Batch checker

The batch checker gets the contestant's output, the input, and the correct output. It should determine whether the contestant's output is correct.

There are various types of checkers you can use:

tokens – fast, versatile file equality checker
shuffle – similar to tokens, but allows permutations of tokens
diff – file equality checker based on the diff command line tool (avoid this option, as it has quadratic time complexity)
judge – custom checker

If there is only a single correct output (e.g. the minimum of an array), tokens is strongly recommended. Otherwise, when there are multiple correct outputs (e.g. the shortest path in a graph), writing a judge is necessary. Set out_check accordingly.

Tokens checker

A fast and versatile equality checker. Ignores whitespace, but not newlines. (Ignores newlines only at the end of a file.)

Tokens are separated by (possibly multiple) whitespace characters. For the output to be correct, the tokens need to be same as in the correct output file.

You can customize the tokens checker with tokens_ignore_newlines or tokens_ignore_case. For comparing floats, set tokens_float_rel_error and tokens_float_abs_error.

Shuffle checker

Similarly to the tokens checker, the shuffle checker compares the output with the correct output token-by-token. Allows permutations of tokens (configure with shuffle_mode). Use shuffle_ignore_case for case insensitivity.

Diff checker

An equality checker based on the diff tool. Runs diff -Bbq under the hood. Ignores whitespace and empty lines.

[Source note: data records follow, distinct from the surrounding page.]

impl fmt::Display for Provider {
    fn fmt(&self, f: &mut fmt::Formatter<'_>) -> fmt::Result {
        match self {
            Provider::Gemini => write!(f, "gemini"),
            Provider::OpenAi => write!(f, "openai"),
        }
    }
}

impl FromStr for Provider {
    type Err = String;

    fn from_str(s: &str) -> Result<Self, Self::Err> {
        match s.trim().to_lowercase().as_str() {
            "gemini" | "google" => Ok(Provider::Gemini),
            "openai" => Ok(Provider::OpenAi),
            other => Err(format!("unknown AI provider: {other}")),
        }
    }
}

/// AI provider configuration.
#[derive(Debug, Clone, Serialize, Deserialize)]
pub struct ProviderConfig {
    /// Which provider to call (default: `gemini`).
    #[serde(default)]
    pub kind: Provider,
    /// Primary model. Defaults per provider when unset.
    pub model: Option<String>,
    /// Models tried in order after the primary (Gemini only).
    #[serde(default = "default_fallback_models")]
    pub fallback_models: Vec<String>,
    /// API base URL. Defaults per provider when unset.
    pub api_url: Option<String>,
    /// API key. Normally supplied via environment.
    #[serde(default, skip_serializing)]
    pub api_key: Option<String>,
    /// Per-attempt request timeout in seconds (default: 60).
    #[serde(default = "default_timeout_secs")]
    pub timeout_secs: u64,
    /// Attempt budget per fallback model (default: 2).
    #[serde(default = "default_attempts_per_model")]
    pub attempts_per_model: u32,
}

fn default_fallback_models() -> Vec<String> {
    [
        "gemini-2.5-flash",
        "gemini-2.5-pro",
        "gemini-2.0-flash-exp",
        "gemini-1.5-flash",
        "gemini-1.5-pro",
    ]
    .into_iter()
    .map(String::from)
    .collect()
}

fn default_timeout_secs() -> u64 {
    60
}

fn default_attempts_per_model() -> u32 {
    2
}

impl Default for ProviderConfig {
    fn default() -> Self {
        Self {
            kind: Provider::default(),
            model: None,
            fallback_models: default_fallback_models(),
            api_url: None,
            api_key: None,
            timeout_secs: default_timeout_secs(),
            attempts_per_model: default_attempts_per_model(),
        }
    }
}

impl ProviderConfig {
    /// The primary model, falling back to the provider default.
    pub fn model(&self) -> &str {
        self.model.as_deref().unwrap_or(self.kind.default_model())
    }

    /// The API base URL without a trailing slash.
    pub fn api_url(&self) -> &str {
        self.api_url
            .as_deref()
            .unwrap_or(self.kind.default_api_url())
            .trim_end_matches('/')
    }

    /// Models to attempt, in order: the primary first, then the fallback
    /// list. Duplicates are removed so no model is tried twice.
    ///
    /// # Examples
    ///
    /// ```
    /// use codeguardian_core::ProviderConfig;
    ///
    /// let config = ProviderConfig {
    ///     model: Some("b".into()),
    ///     fallback_models: vec!["a".into(), "b".into(), "c".into()],
    ///     ..ProviderConfig::default()
    /// };
    /// assert_eq!(config.candidate_models(), vec!["b", "a", "c"]);
    /// ```
    pub fn candidate_models(&self) -> Vec<&str> {
        let mut models: Vec<&str> = Vec::with_capacity(self.fallback_models.len() + 1);
        let configured = self.fallback_models.iter().map(String::as_str);
        for model in std::iter::once(self.model()).chain(configured) {
            if !models.contains(&model) {
                models.push(model);
            }
        }
        models
    }
}

/// GitHub API configuration.
#[derive(Debug, Clone, Serialize, Deserialize)]
pub struct GitHubConfig {
    /// REST API base URL (default: `https://api.github.com`).
    #[serde(default = "default_github_api_url")]
    pub api_url: String,
    /// Value for the `X-GitHub-Api-Version` header.
    #[serde(default = "default_github_api_version")]
    pub api_version: String,
    /// `owner/repo`, used when the event payload lacks a base repository.
    pub repository: Option<String>,
    /// Path to the pull request event JSON.
    pub event_path: Option<PathBuf>,
    /// API token. Normally supplied via environment.
    #[serde(default, skip_serializing)]
    pub token: Option<String>,
}

fn default_github_api_url() -> String {
    "https://api.github.com".into()
}

fn default_github_api_version() -> String {
    "2022-11-28".into()
}

impl Default for GitHubConfig {
    fn default() -> Self {
        Self {
            api_url: default_github_api_url(),
            api_version: default_github_api_version(),
            repository: None,
            event_path: None,
            token: None,
        }
    }
}

/// Size limits.
#[derive(Debug, Clone, Serialize, Deserialize)]
pub struct LimitsConfig {
    /// Maximum diff characters sent to the provider (default: 150000).
    #[serde(default = "default_diff_max_chars")]
    pub diff_max_chars: usize,
    /// Maximum inline comments posted per run (default: 30).
    #[serde(default = "default_max_inline_comments")]
    pub max_inline_comments: usize,
    /// Context lines passed to `git diff --unified` (default: 0).
    #[serde(default)]
    pub diff_unified_lines: u32,
}

fn default_diff_max_chars() -> usize {
    150_000
}

fn default_max_inline_comments() -> usize {
    30
}

impl Default for LimitsConfig {
    fn default() -> Self {
        Self {
            diff_max_chars: default_diff_max_chars(),
            max_inline_comments: default_max_inline_comments(),
            diff_unified_lines: 0,
        }
    }
}

/// Retry and backoff configuration shared by every HTTP call.
///
/// # Examples
///
/// ```
/// use codeguardian_core::RetryConfig;
///
/// let retry = RetryConfig::default();
/// assert_eq!(retry.retryable_statuses, vec![429, 500, 503]);
/// assert_eq!(retry.max_delay_ms, 10_000);
/// ```
#[derive(Debug, Clone, Serialize, Deserialize)]
pub struct RetryConfig {
    /// Attempts for single-endpoint calls (default: 5).
    #[serde(default = "default_max_attempts")]
    pub max_attempts: u32,
    /// Delay before the first retry, in milliseconds (default: 1000).
    #[serde(default = "default_initial_delay_ms")]
    pub initial_delay_ms: u64,
    /// Upper bound on any single delay, in milliseconds (default: 10000).
    #[serde(default = "default_max_delay_ms")]
    pub max_delay_ms: u64,
    /// Growth factor between consecutive delays (default: 2.0).
    #[serde(default = "default_backoff_multiplier")]
    pub backoff_multiplier: f64,
    /// HTTP statuses that are retried. Everything else fails immediately.
    #[serde(default = "default_retryable_statuses")]
    pub retryable_statuses: Vec<u16>,
}

fn default_max_attempts() -> u32 {
    5
}

fn default_initial_delay_ms() -> u64 {
    1000
}

fn default_max_delay_ms() -> u64 {
    10_000
}

fn default_backoff_multiplier() -> f64 {
    2.0
}

fn default_retryable_statuses() -> Vec<u16> {
    vec![429, 500, 503]
}

impl Default for RetryConfig {
    fn default() -> Self {
        Self {
            max_attempts: default_max_attempts(),
            initial_delay_ms: default_initial_delay_ms(),
            max_delay_ms: default_max_delay_ms(),
            backoff_multiplier: default_backoff_multiplier(),
            retryable_statuses: default_retryable_statuses(),
        }
    }
}

/// Input files and hand-off artifacts.
#[derive(Debug, Clone, Serialize, Deserialize)]
pub struct PathsConfig {
    /// Reviewer instruction (system prompt) file.
    #[serde(default = "default_instruction_path")]
    pub instruction: PathBuf,
    /// Review rules file.
    #[serde(default = "default_rules_path")]
    pub rules: PathBuf,
    /// Trimmed diff artifact.
    #[serde(default = "default_diff_trimmed_path")]
    pub diff_trimmed: PathBuf,
    /// Provider request artifact.
    #[serde(default = "default_request_path")]
    pub request: PathBuf,
    /// Raw provider response artifact.
    #[serde(default = "default_response_path")]
    pub response: PathBuf,
    /// Text extracted from the response.
    #[serde(default = "default_raw_text_path")]
    pub raw_text: PathBuf,
    /// Parsed review result.
    #[serde(default = "default_result_path")]
    pub result: PathBuf,
    /// Rendered markdown summary.
    #[serde(default = "default_comment_path")]
    pub comment: PathBuf,
}

fn default_instruction_path() -> PathBuf {
    PathBuf::from(".ai/ai-reviewer-instruction.md")
}

fn default_rules_path() -> PathBuf {
    PathBuf::from(".ai/review-rules.md")
}

fn default_diff_trimmed_path() -> PathBuf {
    PathBuf::from("diff.trimmed")
}

fn default_request_path() -> PathBuf {
    PathBuf::from("request.json")
}

fn default_response_path() -> PathBuf {
    PathBuf::from("response.json")
}

fn default_raw_text_path() -> PathBuf {
    PathBuf::from("ai_raw_text.txt")
}

fn default_result_path() -> PathBuf {
    PathBuf::from("ai_result.json")
}

fn default_comment_path() -> PathBuf {
    PathBuf::from("comment.md")
}
use serde::{Deserialize, Deserializer, Serialize};
use serde_json::Value;

/// One finding reported by the AI reviewer.
///
/// Every field deserializes leniently so a single malformed entry does not
/// void the whole result. `line` keeps the raw JSON value; use
/// [`Issue::line_number`] or [`Issue::is_postable`] to validate it.
///
/// # Examples
///
/// ```
/// use codeguardian_core::Issue;
///
/// let issue: Issue = serde_json::from_str(
///     r#"{"id":"CQ-4.05","path":"src/App.jsx","line":12,"message":"Missing key","suggestion":"Use todo.id"}"#,
/// ).unwrap();
/// assert_eq!(issue.line_number(), Some(12));
/// assert!(issue.is_postable());
/// ```
#[derive(Debug, Clone, Default, PartialEq, Serialize, Deserialize)]
pub struct Issue {
    /// Rule identifier, e.g. `CQ-4.05`.
    #[serde(default, deserialize_with = "lenient_string")]
    pub id: String,
    /// File path relative to the repository root.
    #[serde(default, deserialize_with = "lenient_string")]
    pub path: String,
    /// Line in the new version of the file, as reported.
    #[serde(default)]
    pub line: Value,
    /// Explanation of the problem.
    #[serde(default, deserialize_with = "lenient_string")]
    pub message: String,
    /// Proposed fix.
    #[serde(default, deserialize_with = "lenient_string")]
    pub suggestion: String,
}

impl Issue {
    /// Convenience constructor for a well-formed issue.
    pub fn new(
        id: impl Into<String>,
        path: impl Into<String>,
        line: u64,
        message: impl Into<String>,
        suggestion: impl Into<String>,
    ) -> Self {
        Self {
            id: id.into(),
            path: path.into(),
            line: Value::from(line),
            message: message.into(),
            suggestion: suggestion.into(),
        }
    }

    /// The line as a positive integer, if it is one.
    pub fn line_number(&self) -> Option<u64> {
        self.line.as_u64().filter(|l| *l > 0)
    }

    /// `true` when the issue can be anchored as an inline comment: a
    /// non-empty path and a positive integer line.
    pub fn is_postable(&self) -> bool {
        !self.path.is_empty() && self.line_number().is_some()
    }

    /// Human-readable `path:line` location.
    pub fn location(&self) -> String {
        match &self.line {
            Value::Null => self.path.clone(),
            Value::String(s) => format!("{}:{s}", self.path),
            other => format!("{}:{other}", self.path),
        }
    }
}

/// The parsed reviewer output.
///
/// # Examples
///
/// ```
/// use codeguardian_core::ReviewResult;
///
/// let result: ReviewResult = serde_json::from_str("{}").unwrap();
/// assert!(result.issues.is_empty());
/// ```
#[derive(Debug, Clone, Default, PartialEq, Serialize, Deserialize)]
pub struct ReviewResult {
    /// Issues in the order the reviewer reported them.
    #[serde(default, deserialize_with = "lenient_issues")]
    pub issues: Vec<Issue>,
}

/// Strings pass through, numbers and booleans are stringified, anything
/// else becomes empty.
fn lenient_string<'de, D: Deserializer<'de>>(deserializer: D) -> Result<String, D::Error> {
    Ok(match Value::deserialize(deserializer)? {
        Value::String(s) => s,
        Value::Number(n) => n.to_string(),
        Value::Bool(b) => b.to_string(),
        _ => String::new(),
    })
}

/// Non-object entries become empty issues, which fail validation and are
/// counted as skipped. A non-array `issues` is treated as no issues.
fn lenient_issues<'de, D: Deserializer<'de>>(deserializer: D) -> Result<Vec<Issue>, D::Error> {
    let Value::Array(entries) = Value::deserialize(deserializer)? else {
        return Ok(Vec::new());
    };
    Ok(entries
        .into_iter()
        .map(|entry| match entry {
            Value::Object(_) => serde_json::from_value(entry).unwrap_or_default(),
            _ => Issue::default(),
        })
        .collect())
}

/// Identity of the pull request that comments are posted to.
///
/// # Examples
///
/// ```
/// use codeguardian_core::PrContext;
///
/// let ctx = PrContext {
///     owner: "octo".into(),
///     repo: "todo-app".into(),
///     pull_number: 7,
///     head_sha: "0123456789abcdef".into(),
/// };
/// assert_eq!(ctx.to_string(), "octo/todo-app#7 @ 0123456");
/// ```
#[derive(Debug, Clone, PartialEq, Eq, Serialize, Deserialize)]
#[serde(rename_all = "camelCase")]
pub struct PrContext {
    /// Repository owner login.
    pub owner: String,
    /// Repository name.
    pub repo: String,
    /// Pull request number.
    pub pull_number: u64,
    /// Head commit the comments attach to.
    pub head_sha: String,
}

impl std::fmt::Display for PrContext {
    fn fmt(&self, f: &mut std::fmt::Formatter<'_>) -> std::fmt::Result {
        let short: String = self.head_sha.chars().take(7).collect();
        write!(f, "{}/{}#{} @ {short}", self.owner, self.repo, self.pull_number)
    }
}

/// Tally of one posting run.
///
/// `total` counts every issue handed to the poster, before validation and
/// capping, so `posted + skipped + failed <= total`.
#[derive(Debug, Clone, Copy, Default, PartialEq, Eq, Serialize)]
#[serde(rename_all = "camelCase")]
pub struct PostingStats {
    /// Comments GitHub accepted.
    pub posted: usize,
    /// Issues rejected by validation.
    pub skipped: usize,
    /// Comments GitHub rejected or that failed in transit.
    pub failed: usize,
    /// Issues received.
    pub total: usize,
}

impl PostingStats {
    /// Valid issues dropped because of the inline comment cap.
    pub fn capped(&self) -> usize {
        self.total
            .saturating_sub(self.skipped + self.posted + self.failed)
    }
}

This out_check is not recommended

In some cases, diff has quadratic time complexity, leading to unexpectedly slow checking of outputs.

Custom judge

If there can be multiple correct solutions, it is necessary to write a custom judge. Set out_judge to the path to the source code of your judge, judge_type to the judge type (see below), and judge_needs_in, judge_needs_out to 0/1, depending on whether the judge needs the input and the correct output.

When writing a custom judge, you can choose from multiple judge types:

cms-batch judge
opendata-v2
opendata-v1

CMS-batch judge

The CMS batch judge format as described in the CMS documentation.

It is run as follows (having filenames given as arguments):

./judge <input> <correct output> <contestant output>

The judge should print a relative number of points (a float between 0.0 and 1.0) to its stdout as a single line. To its stderr it should write a single-line message to the contestant. Unlike what the CMS documentation specifies, the files should be single-line only. There will be a warning otherwise.

Example cms-batch judge

For a task of printing N positive integers that sum up to K, the judge may look like this:

#!/usr/bin/env python3
import sys
from typing import NoReturn


def award(points: float, msg: str) -> NoReturn:
    print(points)
    print(msg, file=sys.stderr)
    exit(0)


def reject() -> NoReturn:
    award(0, "translate:wrong")


input_, correct_output, contestant_output = sys.argv[1:]

with open(input_) as f:
    n, k = map(int, f.readline().split())

with open(contestant_output) as f:
    try:
        numbers = list(map(int, f.readline().split()))
    except ValueError:
        reject()  # The contestant did not print integers
    except EOFError:
        reject()  # The contestant output ends

    if f.read().strip():
        reject()  # Contestant output doesn't end when it should


# Be careful to check **ALL** constraints
if any(map(lambda x: x <= 0, numbers)):
    reject()

if sum(numbers) == k:
    award(1.0, "translate:success")
elif sum(numbers) >= k / 2:
    award(0.5, "translate:partial")
else:
    reject()  # Not enough sand used

Opendata-v2 judge

The opendata-v2 judge is run in this way:

./judge <test> <seed> < contestant-output

Where test is the testcase's test number and seed the testcase's generating seed. (The arguments are the same as those given to the opendata-v1 generator this input has (probably) been generated with.) If the input was not generated with a seed (static or unseeded), seed will be -.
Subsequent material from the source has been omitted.